Input for this task —
____________________
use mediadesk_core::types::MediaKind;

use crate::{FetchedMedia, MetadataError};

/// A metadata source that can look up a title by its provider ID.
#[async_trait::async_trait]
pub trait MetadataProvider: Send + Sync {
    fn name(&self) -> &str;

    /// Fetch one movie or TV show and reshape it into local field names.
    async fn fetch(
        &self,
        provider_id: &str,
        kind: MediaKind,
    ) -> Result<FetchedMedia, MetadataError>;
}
____________________
Exercise — The entries above must be repeated word for word.

Answer space —
use mediadesk_core::types::MediaKind;

use crate::{FetchedMedia, MetadataError};

/// A metadata source that can look up a title by its provider ID.
#[async_trait::async_trait]
pub trait MetadataProvider: Send + Sync {
    fn name(&self) -> &str;

    /// Fetch one movie or TV show and reshape it into local field names.
    async fn fetch(
        &self,
        provider_id: &str,
        kind: MediaKind,
    ) -> Result<FetchedMedia, MetadataError>;
}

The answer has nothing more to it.